Ao
contrário do que as nossas televisões nos querem fazer crer, a problemática das
alterações climáticas tem muito mais implicações no futuro das nossas vidas do
que os empurrões que tiveram lugar nos túneis do estádio de Alvalade na
sequência de um jogo de futebol…
Na
realidade, muito se discute de vital importância para o futuro da humanidade na
Conferência das Nações Unidas sobre alterações climáticas que tem lugar aqui bem
perto de nós, em Marraquexe, sem que a comunicação social televisiva lhe dê
grande relevo.
O
compromisso anunciado pelo Governo português no sentido de o nosso país reduzir
a zero as emissões de gases com efeito de estufa até 2050 é tema do seguinte
artigo de opinião que Francisco Ferreira (*) assina no Público de hoje e que a
seguir se transcreve.
Uma
frase do discurso do primeiro-ministro António Costa na noite de terça-feira,
na Conferência das Nações Unidas sobre alterações climáticas que decorre em
Marraquexe, não pode passar despercebida, aliás, merece o maior destaque:
"Portugal reafirma o seu firme compromisso de ser neutro em termos de
emissões de gases com efeito de estufa até ao final da primeira metade do
presente século". Este balanço zero de emissões anunciado para 2050
significa uma redução na ordem dos 85% em relação às nossas emissões atuais.

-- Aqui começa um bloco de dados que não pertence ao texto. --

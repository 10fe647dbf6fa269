use anyhow::{Context, Result};
use clap::{Arg, ArgAction, ArgMatches, Command};
use tracing_subscriber::EnvFilter;

mod commands;
mod manifest;

#[tokio::main]
async fn main() -> Result<()> {
    init_tracing();
    let matches = build_cli().get_matches();

    let config_path = matches.get_one::<String>("config").map(String::as_str);
    let manifest = manifest::load_manifest(config_path).context("load query manifest")?;

    match matches.subcommand() {
        Some(("list", _)) => print_json(&commands::list(&manifest)),
        Some(("run", sub)) => run_cmd(&manifest, sub).await,
        Some((other, _)) => anyhow::bail!("unsupported subcommand '{}'", other),
        None => anyhow::bail!("expected a subcommand"),
    }
}

/// Logs go to stderr so stdout stays valid JSON.
fn init_tracing() {
    let filter = EnvFilter::try_from_default_env().unwrap_or_else(|_| EnvFilter::new("warn"));
    let _ = tracing_subscriber::fmt()
        .with_env_filter(filter)
        .with_writer(std::io::stderr)
        .try_init();
}

fn build_cli() -> Command {
    Command::new("fathom")
        .about("Run declarative REST and GraphQL queries")
        .version(env!("CARGO_PKG_VERSION"))
        .subcommand_required(true)
        .arg_required_else_help(true)
        .arg(
            Arg::new("config")
                .long("config")
                .short('c')
                .global(true)
                .action(ArgAction::Set)
                .value_name("PATH")
                .help("Path to the query manifest (defaults to $FATHOM_CONFIG_PATH or the user config dir)"),
        )
        .subcommand(Command::new("list").about("List providers and queries declared in the manifest"))
        .subcommand(
            Command::new("run")
                .about("Execute queries and print their results as JSON")
                .arg(
                    Arg::new("queries")
                        .value_name("QUERY")
                        .num_args(0..)
                        .action(ArgAction::Append)
                        .help("Queries to run; all when omitted"),
                )
                .arg(
                    Arg::new("dry-run")
                        .long("dry-run")
                        .action(ArgAction::SetTrue)
                        .help("Print prepared requests without sending them"),
                )
                .arg(
                    Arg::new("root-path")
                        .long("root-path")
                        .action(ArgAction::Set)
                        .value_name("PATH")
                        .help("Override the root property path for every query"),
                ),
        )
}

async fn run_cmd(manifest: &manifest::Manifest, sub: &ArgMatches) -> Result<()> {
    let selected = sub
        .get_many::<String>("queries")
        .map(|values| values.cloned().collect::<Vec<_>>())
        .unwrap_or_default();
    let mut manager = commands::build_manager(manifest, &selected)?;

    if sub.get_flag("dry-run") {
        return print_json(&commands::dry_run(&manager)?);
    }

    let root_path = sub.get_one::<String>("root-path").map(String::as_str);
    let output = commands::run(&mut manager, manifest, root_path).await?;
    print_json(&output)
}

fn print_json(value: &serde_json::Value) -> Result<()> {
    println!("{}", serde_json::to_string_pretty(value)?);
    Ok(())
}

Isto significa que as emissões que existirem terão de ser compensadas pela
nossa capacidade de retirar carbono da atmosfera através das florestas ou, por
exemplo, através de um excesso de energia renovável que consigamos exportar.
Foi
a primeira vez que este objetivo foi afirmado pelo Governo português, colocando
o nosso país num caminho político consistente com o espírito e a exigência do
Acordo de Paris à escala mundial. Juntamo-nos assim a vários países europeus
que já estão a agir para a descarbonização da economia e que já traçaram metas
idênticas. A Noruega tem já aprovada a meta de balanço zero de emissões em
2030, e a Alemanha aprovou na sexta-feira a meta de reduzir as suas emissões em
95% em 2050, em relação às emissões de 1990.
As
implicações de passar de um roteiro de baixo carbono, já existente, para um
roteiro neutro em carbono são significativas. As políticas e medidas em curso
têm agora de passar a estruturantes e têm de ser ampliadas. Trinta e quatro
anos, o que nos separa de 2050, parecem distantes. Mas a transformação que é
requerida à nossa sociedade, passar de uma economia baseada em 72% de energia
primária importada proveniente de combustíveis fósseis, para um país com 100%
de energia de fontes renováveis, é enorme. Têm de ser repensadas opções
políticas de consumo individual e coletivo, feitos investimentos que sejam
perspetivados no longo prazo e tem que haver uma mudança no nosso estilo de
vida.
Portugal
pode e deve ser mais ambicioso nos objetivos para 2030 e planear, ao longo de
2017, com a intervenção de todos os setores da sociedade, como atingir esta
meta de longo prazo. É precisa uma aposta na eficiência energética, nas
energias renováveis, em particular na energia solar, nos transportes públicos,
na mobilidade sustentável, complementando com uma estratégia de floresta
sustentável. Com esta decisão, não se pode simultaneamente estar a viabilizar a
exploração de petróleo e gás natural, em total contraciclo com o objetivo agora
anunciado. Muitos são também os desafios de curto prazo: o transporte
rodoviário é responsável por 23,5% das emissões e as duas centrais térmicas a
carvão para produção de energia eléctrica (Sines e Pego) são responsáveis por
19,5%. Por motivos exclusivamente de eficiência económica, estas ganham prioridade
no mercado ibérico de eletricidade.
Podemos
sempre considerar que se trata de mais um anúncio fácil que não
responsabilizará ninguém, a não ser este Governo. Por isso mesmo vamos
trabalhar para conseguir um pacto parlamentar sobre política climática até
2050. A revolução rumo a uma sociedade neutra em carbono e enquadrada pelos
objetivos de desenvolvimento sustentável, traçados à escala mundial em 2015
pelas Nações Unidas, tem de ser uma realidade para lidarmos com o maior desafio
global do século: travar as alterações climáticas.